Читаем Гаврила Державин: Падал я, вставал в мой век... полностью

Бибиков получил чрезвычайные полномочия: в мятежном крае отныне ему подчинялись все. И военные, и статские, и даже лица духовного звания. В Петербурге Бибиков незамедлительно начал набирать соратников — гвардейских офицеров, на которых мог опереться. Из преображенцев Бибиков привлёк Кологривова. Державин прослышал об этом — и авантюрная идея распалила его. Столько лет он прозябал в столицах — без связей, без денег, без наград. Вот она, возможность отличиться — да ещё и в родных краях. Мятеж охватывал уже не только оренбургские края, но и центр Казанской губернии. Державина никто не познакомил с Бибиковым, никто не замолвил за него слово. Он сам в неурочное время бросился к генералу, прорвался к нему и всё про себя рассказал. Рассказал, что родом из Казани, что горит желанием послужить Отечеству… Бибиков вежливо объяснил горячему офицеру, что вакансий нет. Но Державин не унимался. Ему удалось продлить разговор, показать себя — и генерал уже поглядывал на него с любопытством: по крайней мере, смышлён и остроумен. О чём они беседовали? Возможно, о службе в гвардии, о Польше или о казанских краях… Откланявшись, Державин вернулся в полк в уверенности, что удача снова повернулась к нему спиной. Но вечером в полковом приказе значилось: «подпоручику Державину по высочайшему повелению велено явиться к генералу Бибикову». Значит, штурм удался! Три дня на сборы — эти три дня Державин летал на крыльях, опьянённый мечтами. Офицер секретной комиссии — многообещающая миссия. Если не убьют — наград не избежать. И — прощай, нищета, прощай, безвестность.

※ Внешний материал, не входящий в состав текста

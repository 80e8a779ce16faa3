//! Gesture-HID entry point.
//!
//! Loads the configuration, builds the frame source, pose estimator, gesture
//! source and bridge transport it names, and runs the pipeline until Ctrl-C.
//!
//! # Usage
//!
//! ```text
//! gesture-hid [OPTIONS] [COMMAND]
//!
//! Commands:
//!   run       Run the pipeline (default)
//!   release   Release every key and mouse button on the bridge, then exit
//!   init      Write the default config.toml
//!
//! Options:
//!   --config <PATH>        Config file [env: GESTURE_HID_CONFIG]
//!   --bridge-host <HOST>   Override [bridge].host [env: GESTURE_HID_BRIDGE_HOST]
//!   --bridge-port <PORT>   Override [bridge].port [env: GESTURE_HID_BRIDGE_PORT]
//!   --mode <MODE>          serial | async
//! ```
//!
//! # Architecture
//!
//! ```text
//! main()
//!  └─ load_config()            -- TOML, defaults when missing
//!  └─ run()
//!       ├─ gesture reload task  (Tokio task)
//!       ├─ Ctrl-C handler       (Tokio task)
//!       └─ Pipeline             (blocking thread)
//!            └─ capture thread  (async mode only)
//! ```

use std::path::{Path, PathBuf};
use std::sync::Arc;

use anyhow::Context;
use clap::{Parser, Subcommand};
use tracing::{error, info, warn};
use tracing_subscriber::EnvFilter;

use gesture_hid::application::pipeline::{Pipeline, PipelineControl};
use gesture_hid::application::sources::{ConfigSource, GestureConfig, StaticConfigSource};
use gesture_hid::application::synthesize::CommandSynthesizer;
use gesture_hid::infrastructure::camera::create_frame_source;
use gesture_hid::infrastructure::estimator::create_estimator;
use gesture_hid::infrastructure::storage::config::{
    config_file_path, load_config, write_default_config, AppConfig, PipelineMode,
};
use gesture_hid::infrastructure::storage::gestures::{spawn_reload_task, FileConfigSource};
use gesture_hid::infrastructure::transport::{TcpLink, TcpTransport};

// ── CLI argument definitions ──────────────────────────────────────────────────

/// Turns body poses seen by a camera into keyboard and mouse input sent to a
/// USB HID bridge.
#[derive(Debug, Parser)]
#[command(name = "gesture-hid", version)]
struct Cli {
    /// Path of the TOML config file.  Defaults to the platform config directory.
    #[arg(long, env = "GESTURE_HID_CONFIG")]
    config: Option<PathBuf>,

    /// Hostname or IP address of the bridge.
    #[arg(long, env = "GESTURE_HID_BRIDGE_HOST")]
    bridge_host: Option<String>,

    /// TCP port of the bridge.
    #[arg(long, env = "GESTURE_HID_BRIDGE_PORT")]
    bridge_port: Option<u16>,

    /// Pipeline scheduling: `serial` or `async`.
    #[arg(long)]
    mode: Option<PipelineMode>,

    #[command(subcommand)]
    command: Option<Command>,
}

#[derive(Debug, Clone, Copy, PartialEq, Eq, Subcommand)]
enum Command {
    /// Run the gesture pipeline until Ctrl-C.
    Run,
    /// Send the release-all keyboard and mouse packets, then exit.
    Release,
    /// Write the default configuration to `--config` or the platform path.
    Init {
        /// Replace an existing file.
        #[arg(long)]
        force: bool,
    },
}

impl Cli {
    /// Applies command-line overrides on top of the file config.
    fn apply_overrides(&self, config: &mut AppConfig) {
        if let Some(host) = &self.bridge_host {
            config.bridge.host = host.clone();
        }
        if let Some(port) = self.bridge_port {
            config.bridge.port = port;
        }
        if let Some(mode) = self.mode {
            config.pipeline.mode = mode;
        }
    }
}

/// `RUST_LOG` wins, then the configured level, then `info`.
fn log_filter(config_level: &str) -> EnvFilter {
    EnvFilter::try_from_default_env()
        .or_else(|_| EnvFilter::try_new(config_level))
        .unwrap_or_else(|_| EnvFilter::new("info"))
}

// ── Entry point ───────────────────────────────────────────────────────────────

#[tokio::main]
async fn main() -> anyhow::Result<()> {
    let cli = Cli::parse();

    if let Some(Command::Init { force }) = cli.command {
        tracing_subscriber::fmt().with_env_filter(log_filter("info")).init();
        return init(cli.config.as_deref(), force);
    }

    let (mut config, config_path) =
        load_config(cli.config.as_deref()).context("failed to load configuration")?;
    cli.apply_overrides(&mut config);

    tracing_subscriber::fmt()
        .with_env_filter(log_filter(&config.pipeline.log_level))
        .init();

    info!("Gesture-HID starting, config {}", config_path.display());

    let transport = TcpTransport::new(TcpLink::from_config(&config.bridge));
    match cli.command.unwrap_or(Command::Run) {
        Command::Release => tokio::task::spawn_blocking(move || release(transport))
            .await
            .context("release task panicked")?,
        Command::Run => run(config, transport).await,
        Command::Init { force } => init(cli.config.as_deref(), force),
    }
}

/// Writes the default config without reading any existing one.
fn init(explicit: Option<&Path>, force: bool) -> anyhow::Result<()> {
    let path = match explicit {
        Some(path) => path.to_path_buf(),
        None => config_file_path().context("no --config given and no platform config directory")?,
    };
    write_default_config(&path, force)
        .with_context(|| format!("failed to write {}", path.display()))?;
    info!("edit {} and run `gesture-hid run`", path.display());
    Ok(())
}

/// Sends both release packets, ignoring any dedup state.
fn release(mut transport: TcpTransport) -> anyhow::Result<()> {
    let target = transport.link().target();
    let sent = CommandSynthesizer::new().release_all(&mut transport);
    if sent.len() < 2 {
        anyhow::bail!("bridge at {target} did not accept the release packets");
    }
    info!("released all keys and mouse buttons on {target}");
    Ok(())
}

async fn run(config: AppConfig, transport: TcpTransport) -> anyhow::Result<()> {
    let control = PipelineControl::new(config.pipeline.send_commands);

    let estimator =
        create_estimator(&config.estimator).context("failed to start pose estimator")?;
    let source = create_frame_source(&config.camera).context("failed to set up camera")?;

    // ── Gesture templates ─────────────────────────────────────────────────────
    let (gestures, reload_task): (Arc<dyn ConfigSource>, _) = match &config.gestures.path {
        Some(path) => {
            let file = Arc::new(
                FileConfigSource::open(path)
                    .with_context(|| format!("failed to load gestures from {}", path.display()))?,
            );
            let task = config
                .gestures
                .reload_interval()
                .map(|every| spawn_reload_task(Arc::clone(&file), every, control.running_flag()));
            (file as Arc<dyn ConfigSource>, task)
        }
        None => {
            warn!("no gesture file configured, nothing will be recognised");
            (
                Arc::new(StaticConfigSource::new(GestureConfig::empty())) as Arc<dyn ConfigSource>,
                None,
            )
        }
    };

    let mut pipeline = Pipeline::new(
        config.pipeline_settings(),
        control.clone(),
        estimator,
        gestures,
        Box::new(transport),
    );

    // ── Ctrl-C handler ────────────────────────────────────────────────────────
    let ctrl_c = control.clone();
    tokio::spawn(async move {
        match tokio::signal::ctrl_c().await {
            Ok(()) => {
                info!("received Ctrl+C, stopping pipeline");
                ctrl_c.stop();
            }
            Err(e) => error!("failed to listen for Ctrl+C signal: {e}"),
        }
    });

    info!(
        "Gesture-HID ready, bridge {}:{}, {:?} mode.  Press Ctrl-C to exit.",
        config.bridge.host, config.bridge.port, config.pipeline.mode
    );

    // ── Pipeline ──────────────────────────────────────────────────────────────
    let mode = config.pipeline.mode;
    let stats = tokio::task::spawn_blocking(move || match mode {
        PipelineMode::Serial => {
            let mut source = source;
            Ok(pipeline.run_serial(source.as_mut()))
        }
        PipelineMode::Async => pipeline.run_async(source),
    })
    .await
    .context("pipeline thread panicked")?
    .context("pipeline failed to start")?;

    control.stop();
    if let Some(task) = reload_task {
        if let Err(e) = task.await {
            warn!("gesture reload task ended abnormally: {e}");
        }
    }

    info!(
        "Gesture-HID stopped after {} frames, {} poses, {} packets",
        stats.frames_processed, stats.poses_detected, stats.commands_sent
    );
    Ok(())
}

// ── Tests ─────────────────────────────────────────────────────────────────────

Кем был Державин к тому времени? Неудачливым офицером Преображенского полка.

Гвардия при Екатерине практически не участвовала в войнах. Державину не довелось сражаться под командованием Румянцева, Вейсмана или Суворова — ни в Польше, ни на Дунае. Он — преображенец — с восхищением и завистью следил за подвигами фанагорийцев, суздальцев, казаков…

«Нестором» русской армии на долгие годы стал граф Пётр Александрович Румянцев-Задунайский. Так его и называли. Тут, конечно, речь идёт не о русском летописце Несторе, а о древнем ахейском герое, который был старшим и мудрейшим из греческих царей, пришедших под стены Трои. В отличие от Суворова и Державина Румянцев смолоду был баловнем судьбы. В кадетском корпусе он считался гулякой и весельчаком, эдаким прожигателем жизни.

Остался в истории возглас хромого Фрица — Фридриха Великого: «Бойтесь собаки Румянцева, остальные русские генералы не столь опасны». Отчасти так оно и было: в войне с пруссаками Румянцев не уставал удивлять противников и соратников доказательствами своего таланта.

Румянцев умел ладить с царями, не теряя достоинства. Он никогда не был фаворитом Екатерины. Фавориты иногда сражались рядом с ним — как Завадовский и Потёмкин. Первую при Екатерине русско-турецкую войну называли румянцевской — и по праву.

Державин восхищался победами Румянцева и его мудрыми остротами, ещё пребывая в безвестности. Когда скромный чиновник превратился в крылатого «певца Фелицы», входил в силу Потёмкин, но самым почитаемым русским полководцем, несомненно, оставался Румянцев.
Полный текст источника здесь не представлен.